Currently, a clinical trial phase 3 of highly specific retinoic acid receptor γ (RARγ) agonist, R667 (palovarotene), carried out by Clementia Pharmaceuticals involves 90 FOP patients (NCT03312634). RAR is a strong inhibitor of chondrogenesis. Stimulation of its γ subtype reduces in BMP signaling by lowering SMAD1/5/8 phosphorylation and as a result decreases HO formation. The safety profile of this drug is being carefully assessed due to the teratogenic potential of RAR agonists and other side effects, including cheilitis, xerosis, dryness of mucous membranes, inhibition of growth plates in children, hearing and vision impairment [70,174]. Another investigated strategy is blocking mutant ACVR1. The ACRV1 stimulates BMP through SMAD1/5/8 signaling and promote HO. Such approaches involve anti-Activin A antibody (REGN2477) and which is currently at phase 2 of randomized control trial for 44 FOP patients (NCT03188666, Regeneron Pharmaceuticals) [175]. Other ACVR1 direct inhibitors (AZD0530 and PD 161570) are being investigated.
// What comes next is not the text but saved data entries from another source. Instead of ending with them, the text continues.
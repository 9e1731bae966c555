//! Fano-limited energy resolution.

use crate::calibration::CalibrationConstants;

/// Intrinsic energy resolution of the crystal.
#[derive(Debug, Clone, Copy, PartialEq)]
pub struct ResolutionModel {
    fano_factor: f64,
    pair_creation_energy_kev: f64,
}

impl ResolutionModel {
    /// Builds the model from calibration constants.
    #[must_use]
    pub fn new(constants: &CalibrationConstants) -> Self {
        Self {
            fano_factor: constants.fano_factor,
            pair_creation_energy_kev: constants.pair_creation_energy_kev,
        }
    }

    /// Standard deviation (keV) of the charge signal for `energy_kev` collected.
    ///
    /// `sqrt(F · w · E)`. Negative energies are treated as zero.
    #[inline]
    #[must_use]
    pub fn sigma(&self, energy_kev: f64) -> f64 {
        (self.fano_factor * self.pair_creation_energy_kev * energy_kev.max(0.0)).sqrt()
    }
}

impl Default for ResolutionModel {
    fn default() -> Self {
        Self::new(&CalibrationConstants::default())
    }
}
The AZD0530 difumarate inhibits both BMP and TGFβ signaling. Phase 2 study involving AZD0530 (Saracatinib) to prevent FOP is currently carried out by VU University Medical Center (NCT04307953) [176]. The other treatment strategies include a local application of apyrase, which influences the BMP-SMAD pathway by the reduction of SMAD1/5/8 phosphorylation [177]. The BMP receptor antagonists, such as noggin, also inhibit HO in animal models [178]. Researchers also suggest that pharmacological inhibition of HIF1α using PX-478, rapamycin, apigenin, or imatinib can reduce pathologic extraskeletal bone formation [144,179]. Recently, gene therapy opportunities raised for HO. Non-virus-mediated transfer of small interfering RNA (siRNA) particles against mRNA encoding Runx2 and Smad4 inhibited HO in rats after Achilles tenotomy [180]. The siRNA could also possibly directly block mutant ACVR1 as a therapeutic option in future studies [179]. Additionally, the immune system may be a potential target for HO prevention. Neutralizing antibodies against immune checkpoint proteins (ICs) block limit the extent of HO in animal studies [9].

6. Conclusions

In this review we summarize current knowledge on the development of different forms of HO. Numerous projects involving analysis of patients’ tissues and also animal models allowed great advancement in the understanding of this pathology. However, we are still not certain about the precise sources of the osteogenic progenitors involved in this pathology. Additionally, the knowledge on the signaling pathways deregulated despite being enormous is still not sufficient to design the properly targeted treatment. Nevertheless, what we already know allowed us to propose several hope-giving therapeutic approaches which are currently tested. Thus, more work needs to be done, but it seems that we are on the proper path.